The decisions you make can only be as good as the information you use to make them. The same is true for your greenhouse controls. The data you collect can only be as good as the sensors making measurements. Whether it is a simple thermostat, a STEP controller or an advanced computer, these controllers all utilize sensors measuring some environmental condition(s), such as air temperature, light intensity, humidity or vapor pressure deficit, or cultural parameter such as nutrient solution or substrate electrical conductivity (EC) or pH. These measurements are then made to control greenhouse appliances and equipment such as unit heaters, fans and pads, vents, supplemental lights, misters, fertilizer injectors or dosers, or irrigation solenoids. Or, the data is being collected for logging information and keeping track of conditions for future references. Regardless of what it is used for, there are best management practices that ensure you get the most out of every measurement.

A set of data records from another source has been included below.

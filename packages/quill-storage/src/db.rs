use sqlx::{PgPool, postgres::PgPoolOptions};

use crate::{Result, schema};

const SCHEMA_LOCK_ID: i64 = 7_120_115;

#[derive(Clone)]
pub struct Db {
	pub pool: PgPool,
}
impl Db {
	pub async fn connect(cfg: &quill_config::Postgres) -> Result<Self> {
		let pool =
			PgPoolOptions::new().max_connections(cfg.pool_max_conns).connect(&cfg.dsn).await?;

		Ok(Self { pool })
	}

	pub async fn ensure_schema(&self, vector_dim: u32) -> Result<()> {
		let sql = schema::render_schema(vector_dim);
		// Advisory locks are held per connection. Use a single transaction so the lock is scoped to
		// one connection and automatically released when the transaction ends.
		let mut tx = self.pool.begin().await?;

		sqlx::query("SELECT pg_advisory_xact_lock($1)")
			.bind(SCHEMA_LOCK_ID)
			.execute(&mut *tx)
			.await?;

		for statement in sql.split(';') {
			let trimmed = statement.trim();

			if trimmed.is_empty() {
				continue;
			}

			sqlx::query(trimmed).execute(&mut *tx).await?;
		}

		tx.commit().await?;

		tracing::info!(vector_dim, "Database schema is ready.");

		Ok(())
	}

	pub async fn ping(&self) -> Result<()> {
		sqlx::query("SELECT 1").execute(&self.pool).await?;

		Ok(())
	}
}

Air temperature is the most measured greenhouse parameter. Ensuring air temperatures are maintained within ranges that are conducive to crop growth and development is arguably the most important function a greenhouse performs. There are a few key points to getting accurate and reliable air temperature measurements. First, place the sensor where the plants are, not where it is convenient for you. This may seem obvious, but it is not uncommon to find temperature sensors placed several feet or more above plants. The further the sensor is from the plants, the less representative the measurement is of the air temperature the plants are experiencing.

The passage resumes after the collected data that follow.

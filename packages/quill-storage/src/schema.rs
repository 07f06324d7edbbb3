pub fn render_schema(vector_dim: u32) -> String {
	let init = include_str!("../../../sql/init.sql");
	let expanded = expand_includes(init);

	expanded.replace("<VECTOR_DIM>", &vector_dim.to_string())
}

fn expand_includes(sql: &str) -> String {
	let mut out = String::new();

	for line in sql.lines() {
		let trimmed = line.trim();

		if let Some(path) = trimmed.strip_prefix("\\ir ") {
			match path.trim() {
				"00_extensions.sql" => out.push_str(include_str!("../../../sql/00_extensions.sql")),
				"tables/001_notebooks.sql" =>
					out.push_str(include_str!("../../../sql/tables/001_notebooks.sql")),
				"tables/002_notes.sql" =>
					out.push_str(include_str!("../../../sql/tables/002_notes.sql")),
				"tables/003_note_embeddings.sql" =>
					out.push_str(include_str!("../../../sql/tables/003_note_embeddings.sql")),
				"tables/004_indexing_queue.sql" =>
					out.push_str(include_str!("../../../sql/tables/004_indexing_queue.sql")),
				_ => out.push_str(line),
			}
		} else {
			out.push_str(line);
		}

		out.push('\n');
	}

	out
}

#[cfg(test)]
mod tests {
	use super::*;

	#[test]
	fn schema_expands_includes_and_vector_dim() {
		let sql = render_schema(768);

		assert!(!sql.contains("\\ir "));
		assert!(!sql.contains("<VECTOR_DIM>"));
		assert!(sql.contains("vector(768)"));
		assert!(sql.contains("CREATE TABLE IF NOT EXISTS indexing_queue"));
	}
}
pub mod ask;
pub mod notes;
pub mod producer;
pub mod prompt;
pub mod search;

mod error;

pub use ask::{AskRequest, AskResponse};
pub use error::{Error, Result};
pub use notes::{
	CreateNoteRequest, CreateNotebookRequest, DeleteNoteRequest, DeleteNoteResponse,
	DeleteNotebookRequest, DeleteNotebookResponse, MoveNoteRequest, NoteResponse,
	NotebookResponse, ReindexRequest, ReindexResponse, RenameNotebookRequest,
	RenameNotebookResponse, UpdateNoteRequest,
};
pub use producer::IndexingProducer;
pub use search::{SearchItem, SearchRequest, SearchResponse};

use std::sync::Arc;

use quill_config::Retrieval;
use quill_providers::{EmbeddingClient, GenerationClient, HttpEmbeddingClient, HttpGenerationClient};
use quill_storage::{NoteStore, VectorStore};

const DEFAULT_ACTOR: &str = "System";

#[derive(Clone)]
pub struct Providers {
	pub embedding: Arc<dyn EmbeddingClient>,
	pub generation: Arc<dyn GenerationClient>,
}
impl Providers {
	pub fn new(embedding: Arc<dyn EmbeddingClient>, generation: Arc<dyn GenerationClient>) -> Self {
		Self { embedding, generation }
	}

	pub fn from_config(cfg: &quill_config::Providers) -> quill_providers::Result<Self> {
		Ok(Self {
			embedding: Arc::new(HttpEmbeddingClient::new(cfg.embedding.clone())?),
			generation: Arc::new(HttpGenerationClient::new(cfg.generation.clone())?),
		})
	}
}

/// Retrieval, question answering and the note mutations that feed the index.
pub struct QuillService {
	pub vectors: Arc<dyn VectorStore>,
	pub notes: Arc<dyn NoteStore>,
	pub providers: Providers,
	pub producer: IndexingProducer,
	pub retrieval: Retrieval,
	pub actor: String,
}
impl QuillService {
	pub fn new<S>(store: Arc<S>, providers: Providers, producer: IndexingProducer) -> Self
	where
		S: VectorStore + NoteStore + 'static,
	{
		Self {
			vectors: store.clone(),
			notes: store,
			providers,
			producer,
			retrieval: Retrieval::default(),
			actor: DEFAULT_ACTOR.to_string(),
		}
	}

	pub fn with_retrieval(mut self, retrieval: Retrieval) -> Self {
		self.retrieval = retrieval;

		self
	}

	pub fn with_actor(mut self, actor: impl Into<String>) -> Self {
		self.actor = actor.into();

		self
	}
}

In addition to placing temperature sensors by plants, we want to minimize the effect of light on temperature readings. Sunlight has radiant energy that warms solid objects. If sensors are not protected from the sun, or other light sources with radiant energy like high-pressure sodium lamps, readings will be higher than the actual air temperature due to the radiant energy warming the sensor. Sensors should be provided with some type of solar shield to keep direct light off the sensor and eliminate radiant heating. Along with shielding temperature sensors from direct light, it is also important to avoid stagnant air around the sensor, which may also result in a reading not representative of the greenhouse. Sensors should be aspirated, having air movement around the sensor. This can be achieved passively, with sufficient space in any solar shield to allow air to move freely across the sensor, or actively, with the use of a fan to move air across the sensor. If there are filters used in conjunction with aspiration, they need to be cleaned and replaced regularly to ensure sufficient airflow, much like your home’s furnace.

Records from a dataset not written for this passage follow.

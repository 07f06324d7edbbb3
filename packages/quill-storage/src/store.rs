//! Storage seams used by the indexing worker and the retrieval service.
//!
//! [`VectorStore`] and [`NoteStore`] are implemented by [`PgStore`] and by
//! [`crate::MemoryStore`]. All worker writes go through a [`UnitOfWork`], which is rolled back
//! when dropped without [`UnitOfWork::commit`].

use std::{future::Future, pin::Pin};

use sqlx::{Postgres, Transaction};
use time::OffsetDateTime;
use uuid::Uuid;

use quill_config::VectorMetric;

use crate::{
	Error, Result,
	db::Db,
	embeddings,
	models::{
		EmbeddingRecord, Neighbor, NewEmbedding, NewNote, NewNotebook, Note, NotebookDeletion,
	},
	notes, vector,
};

pub type BoxFuture<'a, T> = Pin<Box<dyn Future<Output = T> + Send + 'a>>;

pub trait VectorStore
where
	Self: Send + Sync,
{
	fn dim(&self) -> u32;

	fn metric(&self) -> VectorMetric;

	fn begin<'a>(&'a self) -> BoxFuture<'a, Result<Box<dyn UnitOfWork>>>;

	fn create_embedding<'a>(&'a self, record: &'a NewEmbedding) -> BoxFuture<'a, Result<i64>>;

	/// Soft-deletes every live record of the note. Returns how many records changed.
	fn invalidate_for_note<'a>(
		&'a self,
		note_id: Uuid,
		actor: &'a str,
		at: OffsetDateTime,
	) -> BoxFuture<'a, Result<u64>>;

	/// Up to `k` distinct notes, nearest first, ties broken by insertion order.
	fn find_nearest<'a>(&'a self, query: &'a [f32], k: u32)
	-> BoxFuture<'a, Result<Vec<Neighbor>>>;

	fn live_embeddings<'a>(&'a self, note_id: Uuid) -> BoxFuture<'a, Result<Vec<EmbeddingRecord>>>;
}

pub trait UnitOfWork
where
	Self: Send,
{
	/// Serializes with every other unit of work that locks the same note until commit or drop.
	fn lock_note<'a>(&'a mut self, note_id: Uuid) -> BoxFuture<'a, Result<()>>;

	/// Loads the note including soft-deleted ones.
	fn note_by_id<'a>(&'a mut self, note_id: Uuid) -> BoxFuture<'a, Result<Option<Note>>>;

	fn invalidate_for_note<'a>(
		&'a mut self,
		note_id: Uuid,
		actor: &'a str,
		at: OffsetDateTime,
	) -> BoxFuture<'a, Result<u64>>;

	fn create_embedding<'a>(&'a mut self, record: &'a NewEmbedding)
	-> BoxFuture<'a, Result<i64>>;

	/// Live records of the note as this unit sees them, oldest first.
	fn live_embeddings<'a>(&'a mut self, note_id: Uuid)
	-> BoxFuture<'a, Result<Vec<EmbeddingRecord>>>;

	fn commit(self: Box<Self>) -> BoxFuture<'static, Result<()>>;
}

/// Reads skip soft-deleted notes.
pub trait NoteStore
where
	Self: Send + Sync,
{
	fn get_note_by_id<'a>(&'a self, note_id: Uuid) -> BoxFuture<'a, Result<Option<Note>>>;

	/// Result order is unspecified.
	fn get_notes_by_ids<'a>(&'a self, note_ids: &'a [Uuid]) -> BoxFuture<'a, Result<Vec<Note>>>;

	fn get_notes_by_notebook_id<'a>(
		&'a self,
		notebook_id: Uuid,
	) -> BoxFuture<'a, Result<Vec<Note>>>;

	fn create_notebook<'a>(&'a self, notebook: &'a NewNotebook) -> BoxFuture<'a, Result<()>>;

	fn rename_notebook<'a>(
		&'a self,
		notebook_id: Uuid,
		name: &'a str,
		actor: &'a str,
		at: OffsetDateTime,
	) -> BoxFuture<'a, Result<()>>;

	/// Soft-deletes the notebook, its notes and their embeddings in one transaction.
	fn delete_notebook<'a>(
		&'a self,
		notebook_id: Uuid,
		actor: &'a str,
		at: OffsetDateTime,
	) -> BoxFuture<'a, Result<NotebookDeletion>>;

	fn create_note<'a>(&'a self, note: &'a NewNote) -> BoxFuture<'a, Result<()>>;

	fn update_note<'a>(
		&'a self,
		note_id: Uuid,
		title: &'a str,
		content: &'a str,
		actor: &'a str,
		at: OffsetDateTime,
	) -> BoxFuture<'a, Result<()>>;

	fn move_note<'a>(
		&'a self,
		note_id: Uuid,
		notebook_id: Option<Uuid>,
		actor: &'a str,
		at: OffsetDateTime,
	) -> BoxFuture<'a, Result<()>>;

	/// Soft-deletes the note and invalidates its embeddings atomically. Returns the number of
	/// embeddings invalidated.
	fn delete_note<'a>(
		&'a self,
		note_id: Uuid,
		actor: &'a str,
		at: OffsetDateTime,
	) -> BoxFuture<'a, Result<u64>>;
}

#[derive(Clone)]
pub struct PgStore {
	db: Db,
	dim: u32,
	metric: VectorMetric,
}
impl PgStore {
	pub fn new(db: Db, cfg: &quill_config::Vector) -> Self {
		Self { db, dim: cfg.dim, metric: cfg.metric }
	}

	pub fn db(&self) -> &Db {
		&self.db
	}

	async fn require_notebook(
		tx: &mut Transaction<'static, Postgres>,
		notebook_id: Option<Uuid>,
	) -> Result<()> {
		let Some(notebook_id) = notebook_id else {
			return Ok(());
		};

		if notes::fetch_live_notebook(&mut **tx, notebook_id).await?.is_none() {
			return Err(Error::NotFound(format!("notebook {notebook_id}")));
		}

		Ok(())
	}
}

impl VectorStore for PgStore {
	fn dim(&self) -> u32 {
		self.dim
	}

	fn metric(&self) -> VectorMetric {
		self.metric
	}

	fn begin<'a>(&'a self) -> BoxFuture<'a, Result<Box<dyn UnitOfWork>>> {
		Box::pin(async move {
			let tx = self.db.pool.begin().await?;

			Ok(Box::new(PgUnitOfWork { tx, dim: self.dim }) as Box<dyn UnitOfWork>)
		})
	}

	fn create_embedding<'a>(&'a self, record: &'a NewEmbedding) -> BoxFuture<'a, Result<i64>> {
		Box::pin(async move {
			vector::validate_vector_dim(&record.vector, self.dim)?;

			embeddings::insert_embedding(&self.db.pool, record).await
		})
	}

	fn invalidate_for_note<'a>(
		&'a self,
		note_id: Uuid,
		actor: &'a str,
		at: OffsetDateTime,
	) -> BoxFuture<'a, Result<u64>> {
		Box::pin(embeddings::invalidate_note_embeddings(&self.db.pool, note_id, actor, at))
	}

	fn find_nearest<'a>(
		&'a self,
		query: &'a [f32],
		k: u32,
	) -> BoxFuture<'a, Result<Vec<Neighbor>>> {
		Box::pin(async move {
			vector::validate_vector_dim(query, self.dim)?;

			if k == 0 {
				return Ok(Vec::new());
			}

			embeddings::find_nearest(&self.db.pool, self.metric, query, k).await
		})
	}

	fn live_embeddings<'a>(&'a self, note_id: Uuid) -> BoxFuture<'a, Result<Vec<EmbeddingRecord>>> {
		Box::pin(embeddings::fetch_live_embeddings(&self.db.pool, note_id))
	}
}

impl NoteStore for PgStore {
	fn get_note_by_id<'a>(&'a self, note_id: Uuid) -> BoxFuture<'a, Result<Option<Note>>> {
		Box::pin(notes::fetch_live_note(&self.db.pool, note_id))
	}

	fn get_notes_by_ids<'a>(&'a self, note_ids: &'a [Uuid]) -> BoxFuture<'a, Result<Vec<Note>>> {
		Box::pin(async move {
			if note_ids.is_empty() {
				return Ok(Vec::new());
			}

			notes::fetch_live_notes(&self.db.pool, note_ids).await
		})
	}

	fn get_notes_by_notebook_id<'a>(
		&'a self,
		notebook_id: Uuid,
	) -> BoxFuture<'a, Result<Vec<Note>>> {
		Box::pin(notes::fetch_live_notes_by_notebook(&self.db.pool, notebook_id))
	}

	fn create_notebook<'a>(&'a self, notebook: &'a NewNotebook) -> BoxFuture<'a, Result<()>> {
		Box::pin(async move {
			let mut tx = self.db.pool.begin().await?;

			Self::require_notebook(&mut tx, notebook.parent_id).await?;
			notes::insert_notebook(&mut *tx, notebook).await?;

			tx.commit().await?;

			Ok(())
		})
	}

	fn rename_notebook<'a>(
		&'a self,
		notebook_id: Uuid,
		name: &'a str,
		actor: &'a str,
		at: OffsetDateTime,
	) -> BoxFuture<'a, Result<()>> {
		Box::pin(async move {
			let changed =
				notes::rename_notebook(&self.db.pool, notebook_id, name, actor, at).await?;

			if changed == 0 {
				return Err(Error::NotFound(format!("notebook {notebook_id}")));
			}

			Ok(())
		})
	}

	fn delete_notebook<'a>(
		&'a self,
		notebook_id: Uuid,
		actor: &'a str,
		at: OffsetDateTime,
	) -> BoxFuture<'a, Result<NotebookDeletion>> {
		Box::pin(async move {
			let mut tx = self.db.pool.begin().await?;
			let embeddings =
				embeddings::invalidate_notebook_embeddings(&mut *tx, notebook_id, actor, at).await?;
			let notes = notes::soft_delete_notes_by_notebook(&mut *tx, notebook_id, actor, at).await?;
			let changed = notes::soft_delete_notebook(&mut *tx, notebook_id, actor, at).await?;

			if changed == 0 {
				return Err(Error::NotFound(format!("notebook {notebook_id}")));
			}

			tx.commit().await?;

			Ok(NotebookDeletion { notes, embeddings })
		})
	}

	fn create_note<'a>(&'a self, note: &'a NewNote) -> BoxFuture<'a, Result<()>> {
		Box::pin(async move {
			let mut tx = self.db.pool.begin().await?;

			Self::require_notebook(&mut tx, note.notebook_id).await?;
			notes::insert_note(&mut *tx, note).await?;

			tx.commit().await?;

			Ok(())
		})
	}

	fn update_note<'a>(
		&'a self,
		note_id: Uuid,
		title: &'a str,
		content: &'a str,
		actor: &'a str,
		at: OffsetDateTime,
	) -> BoxFuture<'a, Result<()>> {
		Box::pin(async move {
			let changed =
				notes::update_note_body(&self.db.pool, note_id, title, content, actor, at).await?;

			if changed == 0 {
				return Err(Error::NotFound(format!("note {note_id}")));
			}

			Ok(())
		})
	}

	fn move_note<'a>(
		&'a self,
		note_id: Uuid,
		notebook_id: Option<Uuid>,
		actor: &'a str,
		at: OffsetDateTime,
	) -> BoxFuture<'a, Result<()>> {
		Box::pin(async move {
			let mut tx = self.db.pool.begin().await?;

			Self::require_notebook(&mut tx, notebook_id).await?;

			let changed =
				notes::update_note_notebook(&mut *tx, note_id, notebook_id, actor, at).await?;

			if changed == 0 {
				return Err(Error::NotFound(format!("note {note_id}")));
			}

			tx.commit().await?;

			Ok(())
		})
	}

	fn delete_note<'a>(
		&'a self,
		note_id: Uuid,
		actor: &'a str,
		at: OffsetDateTime,
	) -> BoxFuture<'a, Result<u64>> {
		Box::pin(async move {
			let mut tx = self.db.pool.begin().await?;
			let changed = notes::soft_delete_note(&mut *tx, note_id, actor, at).await?;

			if changed == 0 {
				return Err(Error::NotFound(format!("note {note_id}")));
			}

			let invalidated =
				embeddings::invalidate_note_embeddings(&mut *tx, note_id, actor, at).await?;

			tx.commit().await?;

			Ok(invalidated)
		})
	}
}

pub struct PgUnitOfWork {
	tx: Transaction<'static, Postgres>,
	dim: u32,
}

impl UnitOfWork for PgUnitOfWork {
	fn lock_note<'a>(&'a mut self, note_id: Uuid) -> BoxFuture<'a, Result<()>> {
		Box::pin(notes::lock_note(&mut *self.tx, note_id))
	}

	fn note_by_id<'a>(&'a mut self, note_id: Uuid) -> BoxFuture<'a, Result<Option<Note>>> {
		Box::pin(notes::fetch_note(&mut *self.tx, note_id))
	}

	fn invalidate_for_note<'a>(
		&'a mut self,
		note_id: Uuid,
		actor: &'a str,
		at: OffsetDateTime,
	) -> BoxFuture<'a, Result<u64>> {
		Box::pin(embeddings::invalidate_note_embeddings(&mut *self.tx, note_id, actor, at))
	}

	fn create_embedding<'a>(
		&'a mut self,
		record: &'a NewEmbedding,
	) -> BoxFuture<'a, Result<i64>> {
		Box::pin(async move {
			vector::validate_vector_dim(&record.vector, self.dim)?;

			embeddings::insert_embedding(&mut *self.tx, record).await
		})
	}

	fn live_embeddings<'a>(
		&'a mut self,
		note_id: Uuid,
	) -> BoxFuture<'a, Result<Vec<EmbeddingRecord>>> {
		Box::pin(embeddings::fetch_live_embeddings(&mut *self.tx, note_id))
	}

	fn commit(self: Box<Self>) -> BoxFuture<'static, Result<()>> {
		Box::pin(async move {
			self.tx.commit().await?;

			Ok(())
		})
	}
}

Photo courtesy of ©Bob | Adobestock

Another common sensor used in greenhouses are quantum sensors to measure light intensity. Some of the same best-management practices used for temperature sensors apply to quantum sensors. First and foremost, place these sensors at the plant canopy level to measure the light intensity plants are actually experiencing. Placing them higher may result in exaggerated measurements and give the impression there is more light than there actually is. Unlike temperature sensors, you obviously do not want to shield quantum sensors from the sun. However, you also do not want to place them in areas that are permanently covered by shadows, since this will result in lower-than-actual light intensities. It is also important to keep light sensors clean. Putting a small amount of deionized water on a tissue and gently washing the surface of the sensor will keep it free of debris that could reduce measurements.

All sensors should be periodically calibrated to ensure accurate measurements. However, some sensors (such as those for measuring pH and EC) should be calibrated more frequently due to the potential for more drift than compared to, say, a thermocouple or quantum sensor. Maintaining fresh reference solutions for pH and EC sensor calibration is key for maintaining accuracy, as old solutions may not be reliable references, especially once moisture is lost from them and their actual pH or EC values change. A simple way to ensure timely solutions are used is to write the date they were purchased on the bottle as soon as you receive them.

The sensors we use in our greenhouse for monitoring and controlling the environment and culture are not like crock pots. We can’t just set them and forget them. Rather, we should provide them with routine maintenance and smart placement so the information we are using to grow our crop is accurate.